Estas máquinas, aunque en muchos aspectos ahorraban trabajo, necesitaban ser alimentadas; los desperdicios de la caña y la madera de los bosques cercanos resultaron combustible inadecuado. Por ello fue preciso importar carbón, especialmente en los años de humedad. Cuba entraba con toda su alma en la revolución industrial, pero los trapiches viejos, pobres y pequeños, como los que todavía existían en Oriente, seguían empleando bueyes. El desarrollo más significativo, después de 1815, no obstante, fue el del puerto de Matanzas, en la hermosa bahía del mismo nombre, en la boca de los ríos San Juan y Yumurí. Su riqueza derivaba, para empezar, del asentamiento allí de varios «capitalistas europeos», quienes, según se ha sabido, no podían volver a España después de la invasión francesa. Convirtieron a la hasta entonces pequeña ciudad (fundada en 1693 por unas treinta familias de las Islas Canarias) en el segundo puerto de Cuba: su población pasó de 20.000 habitantes en 1817 a 40.000 en 1827. En 1816 salieron de Matanzas 400 toneladas de café; en 1827, 5.000 toneladas.
Pero a Cuba no llegaban únicamente «forasteros» procedentes de España; desde 1815, un número cada vez mayor de comerciantes norteamericanos iba llegando a La Habana, Trinidad, Matanzas y Santiago. De Luisiana llegó un grupo de franceses y otro de españoles. A los franceses de Luisiana se debe la fundación del puerto de Cienfuegos, en lo que antes había sido un realengo en la bahía de Jagua, en la Cuba meridional, en 1817-1819: su líder era Louis de Clouet, el primer alcalde de la ciudad. Los ciudadanos de Estados Unidos resultaron especialmente favorecidos, ya que se veían libres de muchos de los impuestos que afectaban a los españoles. Pero a Cuba, en la segunda década del siglo XIX, no llegaban solamente comerciantes. Las Memorias de la Sociedad Económica de La Habana indican, por ejemplo, que entre el 1 de diciembre de 1818 y el 30 de noviembre de 1819, arribaron a Cuba 1.332 inmigrantes, de los cuales 416 eran españoles; 389, franceses; 65, ingleses; 126, angloamericanos, junto con algunos portugueses, alemanes, irlandeses, italianos, serbios, etc.; de estos, 722, según nos dicen, eran «agricultores»; 266, carpinteros; 79, albañiles; 30, panaderos, y 25, toneleros.
Fue esta sociedad en expansión, rica y cosmopolita, con los esclavos como riqueza principal, la que tuvo que soportar la prohibición formal del tráfico de esclavos en 1820, como tuvieron que soportarla los refugiados y emigrantes que llegaban a Cuba desde todos los puntos de los imperios americanos de España y de Francia.
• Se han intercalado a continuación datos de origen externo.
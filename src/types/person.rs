//! Person types for the visit register.

use serde::{Deserialize, Serialize};
use std::borrow::Borrow;
use std::fmt;

/// Unique identifier for a person, as entered at the desk.
///
/// Wraps the operator-entered document number (or any other string the desk
/// uses) verbatim. No normalization is applied: `" 123"` and `"123"` are two
/// different people. Implements `Ord` so directory and presence maps iterate
/// deterministically.
#[derive(Debug, Clone, PartialEq, Eq, PartialOrd, Ord, Hash, Serialize, Deserialize)]
#[serde(transparent)]
pub struct PersonId(String);

impl PersonId {
    /// Create a new PersonId from any string-like value.
    pub fn new(id: impl Into<String>) -> Self {
        Self(id.into())
    }

    /// Get the identifier as a string slice.
    pub fn as_str(&self) -> &str {
        &self.0
    }

    /// Whether the identifier is the empty string.
    pub fn is_empty(&self) -> bool {
        self.0.is_empty()
    }
}

impl fmt::Display for PersonId {
    fn fmt(&self, f: &mut fmt::Formatter<'_>) -> fmt::Result {
        write!(f, "{}", self.0)
    }
}

impl From<&str> for PersonId {
    fn from(id: &str) -> Self {
        Self(id.to_string())
    }
}

impl From<String> for PersonId {
    fn from(id: String) -> Self {
        Self(id)
    }
}

// Lets `&str` keys look up `PersonId`-keyed maps without allocating.
impl Borrow<str> for PersonId {
    fn borrow(&self) -> &str {
        &self.0
    }
}

/// A person known to the register.
///
/// Directory entries are written last-write-wins: each successful check-in
/// overwrites the name and phone stored for the identifier. Field names
/// match the snapshot file layout.
#[derive(Debug, Clone, PartialEq, Eq, Serialize, Deserialize)]
pub struct Person {
    /// Identifier the person checks in and out with.
    #[serde(rename = "ID")]
    pub id: PersonId,
    /// Display name. May be empty; never an error.
    #[serde(rename = "Name")]
    pub name: String,
    /// Contact phone. May be empty.
    #[serde(rename = "Phone")]
    pub phone: String,
}

impl Person {
    /// Create a new person record.
    pub fn new(id: impl Into<PersonId>, name: impl Into<String>, phone: impl Into<String>) -> Self {
        Self {
            id: id.into(),
            name: name.into(),
            phone: phone.into(),
        }
    }
}

impl fmt::Display for Person {
    fn fmt(&self, f: &mut fmt::Formatter<'_>) -> fmt::Result {
        write!(f, "{} ({})", self.name, self.id)
    }
}
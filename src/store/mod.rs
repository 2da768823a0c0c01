//! Snapshot persistence backends.

pub mod json_file;
pub mod memory;

use crate::snapshot::Snapshot;

/// Trait for snapshot persistence backends.
///
/// A store holds at most one snapshot: every save replaces the previous one
/// wholesale, and load returns whatever was saved last. All methods are
/// synchronous; the register runs single-threaded.
pub trait SnapshotStore {
    /// Error type for store operations.
    type Error: std::error::Error;

    /// Load the most recently saved snapshot.
    ///
    /// `Ok(None)` means nothing has ever been saved, which callers treat as
    /// a normal empty start rather than a failure.
    fn load(&mut self) -> Result<Option<Snapshot>, Self::Error>;

    /// Persist `snapshot`, replacing any previous one.
    fn save(&mut self, snapshot: &Snapshot) -> Result<(), Self::Error>;
}

pub use json_file::{JsonFileStore, SnapshotError};
pub use memory::{MemorySnapshotStore, MemoryStoreError};
const RECV_WINDOW_MS: u64 = 5000;
const CONNECT_TIMEOUT: Duration = Duration::from_secs(10);
/// Default wait, in seconds, for a 429/418 response lacking `Retry-After`.
const DEFAULT_RETRY_AFTER_SECS: u64 = 60;
/// Transient-network retry budget before the caller fails the request.
const TRANSIENT_RETRIES: u32 = 3;
const TRANSIENT_BASE_DELAY: Duration = Duration::from_secs(1);
const TRANSIENT_MAX_DELAY: Duration = Duration::from_secs(60);

/// A single REST host, its measured ping latency (used only at selection
/// time), ordered into the failover cycle ascending by latency.
#[derive(Debug, Clone)]
struct Endpoint {
    host: String,
}

/// Binance-compatible REST client with endpoint failover, a 6000/60s
/// request-weight gate, HMAC-SHA256 signing, and server-clock sync.
pub struct ExchangeClient {
    api_key: String,
    secret: String,
    http: reqwest::Client,
    endpoints: RwLock<Vec<Endpoint>>,
    active: AtomicUsize,
    offset_ms: AtomicI64,
    weight_gate: WeightGate,
}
Los plantadores reaccionaron de dos modos; primero, trataron de asegurarse de que el capitán general y los altos funcionarios de Madrid dejaran de lado la prohibición. Se convirtió en algo normal y plenamente aceptado que los capitanes generales recibieran una prima sobre la importación de esclavos. Y los premios alcanzaban también a otros funcionarios. Todo ello contribuía, claro está, a incrementar el precio de los esclavos, y quienes salían perjudicados solían ser los plantadores, no los traficantes. La importación de esclavos disminuyó temporalmente, pues parece ser que en 1821 llegaron solo unos 6.000 y durante 1822 únicamente 2.500, que llegaron para atender, en parte, las demandas de sustitución. El gobierno español era demasiado débil y estaba excesivamente lejos como para insistir en el inmediato cumplimiento del decreto de prohibición. Por otra parte, todo el mundo sabía que, a pesar de que Francia había decretado la prohibición en 1818, de Nantes, Burdeos y El Havre salían regularmente barcos cargados de esclavos. Llegó un momento en que el gobierno británico, irritado, dijo al gobierno francés, en 1824, que su bandera protegía a «los villanos de todas las naciones». (Los ingleses habían abandonado casi por completo el tráfico, aunque algunos lo seguían practicando, pero bajo bandera falsa.)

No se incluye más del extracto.